_Task input:_
┏━━
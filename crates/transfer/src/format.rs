//! Human-readable sizes, speeds and durations for logs and the CLI.

/// Formats a byte count with one decimal, e.g. `1.5 MB`.
///
/// ```
/// use synergy_transfer::format::format_file_size;
///
/// assert_eq!(format_file_size(512), "512.0 B");
/// assert_eq!(format_file_size(1024 * 1024), "1.0 MB");
/// ```
#[must_use]
pub fn format_file_size(bytes: u64) -> String {
    const UNITS: &[&str] = &["B", "KB", "MB", "GB", "TB"];
    let mut size = bytes as f64;
    let mut unit_idx = 0;

    while size >= 1024.0 && unit_idx < UNITS.len() - 1 {
        size /= 1024.0;
        unit_idx += 1;
    }

    format!("{size:.1} {}", UNITS[unit_idx])
}

/// Formats a throughput given in Mbps, dropping to Kbps below 1 Mbps.
#[must_use]
pub fn format_speed(speed_mbps: f64) -> String {
    if speed_mbps < 1.0 {
        format!("{:.1} Kbps", speed_mbps * 1000.0)
    } else {
        format!("{speed_mbps:.1} Mbps")
    }
}

/// Formats a duration in seconds as seconds, minutes or hours.
#[must_use]
pub fn format_time(seconds: f64) -> String {
    if seconds < 60.0 {
        format!("{seconds:.1} seconds")
    } else if seconds < 3600.0 {
        format!("{:.1} minutes", seconds / 60.0)
    } else {
        format!("{:.1} hours", seconds / 3600.0)
    }
}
┗━━
_What the task asks:_ Word for word, repeat every entry listed above.

_Answer section:_
filename crates/transfer/src/format.rs
//! Human-readable sizes, speeds and durations for logs and the CLI.

/// Formats a byte count with one decimal, e.g. `1.5 MB`.
///
/// ```
/// use synergy_transfer::format::format_file_size;
///
/// assert_eq!(format_file_size(512), "512.0 B");
/// assert_eq!(format_file_size(1024 * 1024), "1.0 MB");
/// ```
#[must_use]
pub fn format_file_size(bytes: u64) -> String {
    const UNITS: &[&str] = &["B", "KB", "MB", "GB", "TB"];
    let mut size = bytes as f64;
    let mut unit_idx = 0;

    while size >= 1024.0 && unit_idx < UNITS.len() - 1 {
        size /= 1024.0;
        unit_idx += 1;
    }

    format!("{size:.1} {}", UNITS[unit_idx])
}

/// Formats a throughput given in Mbps, dropping to Kbps below 1 Mbps.
#[must_use]
pub fn format_speed(speed_mbps: f64) -> String {
    if speed_mbps < 1.0 {
        format!("{:.1} Kbps", speed_mbps * 1000.0)
    } else {
        format!("{speed_mbps:.1} Mbps")
    }
}

/// Formats a duration in seconds as seconds, minutes or hours.
#[must_use]
pub fn format_time(seconds: f64) -> String {
    if seconds < 60.0 {
        format!("{seconds:.1} seconds")
    } else if seconds < 3600.0 {
        format!("{:.1} minutes", seconds / 60.0)
    } else {
        format!("{:.1} hours", seconds / 3600.0)
    }
}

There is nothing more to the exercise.